What needs to be done — The whole listing that follows should be printed again, unchanged.

Records for processing —
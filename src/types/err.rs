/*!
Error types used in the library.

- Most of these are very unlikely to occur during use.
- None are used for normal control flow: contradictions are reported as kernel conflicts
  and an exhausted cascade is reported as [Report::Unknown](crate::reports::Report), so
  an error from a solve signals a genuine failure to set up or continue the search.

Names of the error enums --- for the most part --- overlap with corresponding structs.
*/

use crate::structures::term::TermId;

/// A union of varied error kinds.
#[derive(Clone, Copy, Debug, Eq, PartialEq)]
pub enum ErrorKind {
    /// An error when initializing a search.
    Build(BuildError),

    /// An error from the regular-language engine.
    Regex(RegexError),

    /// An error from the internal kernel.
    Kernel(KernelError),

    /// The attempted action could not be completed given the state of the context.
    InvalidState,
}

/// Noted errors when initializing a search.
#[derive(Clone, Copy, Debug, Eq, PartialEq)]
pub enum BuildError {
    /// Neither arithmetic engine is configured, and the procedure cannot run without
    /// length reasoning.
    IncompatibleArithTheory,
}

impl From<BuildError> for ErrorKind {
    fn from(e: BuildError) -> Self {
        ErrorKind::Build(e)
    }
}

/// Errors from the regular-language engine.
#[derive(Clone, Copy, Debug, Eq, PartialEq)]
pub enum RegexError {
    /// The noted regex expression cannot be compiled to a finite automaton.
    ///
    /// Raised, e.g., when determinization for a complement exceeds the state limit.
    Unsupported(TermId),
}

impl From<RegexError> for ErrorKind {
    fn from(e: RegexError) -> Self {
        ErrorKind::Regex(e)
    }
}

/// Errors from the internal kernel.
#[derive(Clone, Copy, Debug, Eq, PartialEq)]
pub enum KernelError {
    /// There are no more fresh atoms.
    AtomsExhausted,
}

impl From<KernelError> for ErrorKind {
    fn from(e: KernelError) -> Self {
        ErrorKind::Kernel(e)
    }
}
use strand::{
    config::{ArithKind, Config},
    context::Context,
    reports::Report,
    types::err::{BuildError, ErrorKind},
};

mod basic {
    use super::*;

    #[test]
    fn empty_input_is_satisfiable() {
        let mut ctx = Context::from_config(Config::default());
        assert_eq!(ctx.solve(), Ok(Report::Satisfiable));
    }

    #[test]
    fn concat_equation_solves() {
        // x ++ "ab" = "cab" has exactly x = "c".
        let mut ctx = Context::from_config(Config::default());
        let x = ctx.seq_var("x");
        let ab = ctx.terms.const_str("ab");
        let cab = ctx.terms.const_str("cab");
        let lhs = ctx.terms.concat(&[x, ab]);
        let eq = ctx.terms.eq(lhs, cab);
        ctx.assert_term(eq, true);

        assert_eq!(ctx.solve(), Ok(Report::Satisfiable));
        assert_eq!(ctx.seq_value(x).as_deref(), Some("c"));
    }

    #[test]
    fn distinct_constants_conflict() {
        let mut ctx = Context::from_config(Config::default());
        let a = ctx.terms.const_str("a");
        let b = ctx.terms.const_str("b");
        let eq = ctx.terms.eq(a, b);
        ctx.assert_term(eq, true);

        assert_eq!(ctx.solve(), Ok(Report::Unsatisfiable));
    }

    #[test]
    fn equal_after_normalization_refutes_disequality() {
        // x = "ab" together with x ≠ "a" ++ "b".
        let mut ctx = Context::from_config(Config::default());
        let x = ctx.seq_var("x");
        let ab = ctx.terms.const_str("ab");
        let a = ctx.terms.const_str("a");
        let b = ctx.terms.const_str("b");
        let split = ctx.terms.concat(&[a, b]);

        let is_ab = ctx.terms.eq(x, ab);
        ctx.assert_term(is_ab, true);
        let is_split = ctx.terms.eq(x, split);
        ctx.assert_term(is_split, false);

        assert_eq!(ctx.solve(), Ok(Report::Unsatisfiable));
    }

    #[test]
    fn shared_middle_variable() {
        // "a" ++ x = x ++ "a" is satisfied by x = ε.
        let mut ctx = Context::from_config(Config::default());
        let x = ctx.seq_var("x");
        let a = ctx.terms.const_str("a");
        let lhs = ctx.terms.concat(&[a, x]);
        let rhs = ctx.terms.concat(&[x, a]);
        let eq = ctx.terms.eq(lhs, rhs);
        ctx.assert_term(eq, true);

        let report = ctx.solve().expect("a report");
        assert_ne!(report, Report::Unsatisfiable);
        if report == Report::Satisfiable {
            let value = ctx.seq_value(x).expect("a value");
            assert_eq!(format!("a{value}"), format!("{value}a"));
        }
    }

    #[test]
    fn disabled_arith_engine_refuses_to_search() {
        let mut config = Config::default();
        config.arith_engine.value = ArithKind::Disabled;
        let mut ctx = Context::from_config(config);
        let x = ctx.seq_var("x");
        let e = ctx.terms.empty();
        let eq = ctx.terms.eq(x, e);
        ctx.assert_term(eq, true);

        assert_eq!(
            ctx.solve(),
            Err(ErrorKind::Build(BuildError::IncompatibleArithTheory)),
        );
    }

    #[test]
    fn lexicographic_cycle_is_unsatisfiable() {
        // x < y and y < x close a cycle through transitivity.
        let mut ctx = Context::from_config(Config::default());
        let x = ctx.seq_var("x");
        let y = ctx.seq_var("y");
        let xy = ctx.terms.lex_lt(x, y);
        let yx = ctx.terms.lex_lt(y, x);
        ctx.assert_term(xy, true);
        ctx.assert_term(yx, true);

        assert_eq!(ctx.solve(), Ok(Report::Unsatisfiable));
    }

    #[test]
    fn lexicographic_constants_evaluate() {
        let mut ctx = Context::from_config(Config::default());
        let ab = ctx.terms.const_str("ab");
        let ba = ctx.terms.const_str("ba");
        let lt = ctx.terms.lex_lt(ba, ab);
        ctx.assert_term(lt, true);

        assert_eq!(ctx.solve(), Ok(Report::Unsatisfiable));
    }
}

Worked solution —
filename src/types/err.rs
/*!
Error types used in the library.

- Most of these are very unlikely to occur during use.
- None are used for normal control flow: contradictions are reported as kernel conflicts
  and an exhausted cascade is reported as [Report::Unknown](crate::reports::Report), so
  an error from a solve signals a genuine failure to set up or continue the search.

Names of the error enums --- for the most part --- overlap with corresponding structs.
*/

use crate::structures::term::TermId;

/// A union of varied error kinds.
#[derive(Clone, Copy, Debug, Eq, PartialEq)]
pub enum ErrorKind {
    /// An error when initializing a search.
    Build(BuildError),

    /// An error from the regular-language engine.
    Regex(RegexError),

    /// An error from the internal kernel.
    Kernel(KernelError),

    /// The attempted action could not be completed given the state of the context.
    InvalidState,
}

/// Noted errors when initializing a search.
#[derive(Clone, Copy, Debug, Eq, PartialEq)]
pub enum BuildError {
    /// Neither arithmetic engine is configured, and the procedure cannot run without
    /// length reasoning.
    IncompatibleArithTheory,
}

impl From<BuildError> for ErrorKind {
    fn from(e: BuildError) -> Self {
        ErrorKind::Build(e)
    }
}

/// Errors from the regular-language engine.
#[derive(Clone, Copy, Debug, Eq, PartialEq)]
pub enum RegexError {
    /// The noted regex expression cannot be compiled to a finite automaton.
    ///
    /// Raised, e.g., when determinization for a complement exceeds the state limit.
    Unsupported(TermId),
}

impl From<RegexError> for ErrorKind {
    fn from(e: RegexError) -> Self {
        ErrorKind::Regex(e)
    }
}

/// Errors from the internal kernel.
#[derive(Clone, Copy, Debug, Eq, PartialEq)]
pub enum KernelError {
    /// There are no more fresh atoms.
    AtomsExhausted,
}

impl From<KernelError> for ErrorKind {
    fn from(e: KernelError) -> Self {
        ErrorKind::Kernel(e)
    }
}
use strand::{
    config::{ArithKind, Config},
    context::Context,
    reports::Report,
    types::err::{BuildError, ErrorKind},
};

mod basic {
    use super::*;

    #[test]
    fn empty_input_is_satisfiable() {
        let mut ctx = Context::from_config(Config::default());
        assert_eq!(ctx.solve(), Ok(Report::Satisfiable));
    }

    #[test]
    fn concat_equation_solves() {
        // x ++ "ab" = "cab" has exactly x = "c".
        let mut ctx = Context::from_config(Config::default());
        let x = ctx.seq_var("x");
        let ab = ctx.terms.const_str("ab");
        let cab = ctx.terms.const_str("cab");
        let lhs = ctx.terms.concat(&[x, ab]);
        let eq = ctx.terms.eq(lhs, cab);
        ctx.assert_term(eq, true);

        assert_eq!(ctx.solve(), Ok(Report::Satisfiable));
        assert_eq!(ctx.seq_value(x).as_deref(), Some("c"));
    }

    #[test]
    fn distinct_constants_conflict() {
        let mut ctx = Context::from_config(Config::default());
        let a = ctx.terms.const_str("a");
        let b = ctx.terms.const_str("b");
        let eq = ctx.terms.eq(a, b);
        ctx.assert_term(eq, true);

        assert_eq!(ctx.solve(), Ok(Report::Unsatisfiable));
    }

    #[test]
    fn equal_after_normalization_refutes_disequality() {
        // x = "ab" together with x ≠ "a" ++ "b".
        let mut ctx = Context::from_config(Config::default());
        let x = ctx.seq_var("x");
        let ab = ctx.terms.const_str("ab");
        let a = ctx.terms.const_str("a");
        let b = ctx.terms.const_str("b");
        let split = ctx.terms.concat(&[a, b]);

        let is_ab = ctx.terms.eq(x, ab);
        ctx.assert_term(is_ab, true);
        let is_split = ctx.terms.eq(x, split);
        ctx.assert_term(is_split, false);

        assert_eq!(ctx.solve(), Ok(Report::Unsatisfiable));
    }

    #[test]
    fn shared_middle_variable() {
        // "a" ++ x = x ++ "a" is satisfied by x = ε.
        let mut ctx = Context::from_config(Config::default());
        let x = ctx.seq_var("x");
        let a = ctx.terms.const_str("a");
        let lhs = ctx.terms.concat(&[a, x]);
        let rhs = ctx.terms.concat(&[x, a]);
        let eq = ctx.terms.eq(lhs, rhs);
        ctx.assert_term(eq, true);

        let report = ctx.solve().expect("a report");
        assert_ne!(report, Report::Unsatisfiable);
        if report == Report::Satisfiable {
            let value = ctx.seq_value(x).expect("a value");
            assert_eq!(format!("a{value}"), format!("{value}a"));
        }
    }

    #[test]
    fn disabled_arith_engine_refuses_to_search() {
        let mut config = Config::default();
        config.arith_engine.value = ArithKind::Disabled;
        let mut ctx = Context::from_config(config);
        let x = ctx.seq_var("x");
        let e = ctx.terms.empty();
        let eq = ctx.terms.eq(x, e);
        ctx.assert_term(eq, true);

        assert_eq!(
            ctx.solve(),
            Err(ErrorKind::Build(BuildError::IncompatibleArithTheory)),
        );
    }

    #[test]
    fn lexicographic_cycle_is_unsatisfiable() {
        // x < y and y < x close a cycle through transitivity.
        let mut ctx = Context::from_config(Config::default());
        let x = ctx.seq_var("x");
        let y = ctx.seq_var("y");
        let xy = ctx.terms.lex_lt(x, y);
        let yx = ctx.terms.lex_lt(y, x);
        ctx.assert_term(xy, true);
        ctx.assert_term(yx, true);

        assert_eq!(ctx.solve(), Ok(Report::Unsatisfiable));
    }

    #[test]
    fn lexicographic_constants_evaluate() {
        let mut ctx = Context::from_config(Config::default());
        let ab = ctx.terms.const_str("ab");
        let ba = ctx.terms.const_str("ba");
        let lt = ctx.terms.lex_lt(ba, ab);
        ctx.assert_term(lt, true);

        assert_eq!(ctx.solve(), Ok(Report::Unsatisfiable));
    }
}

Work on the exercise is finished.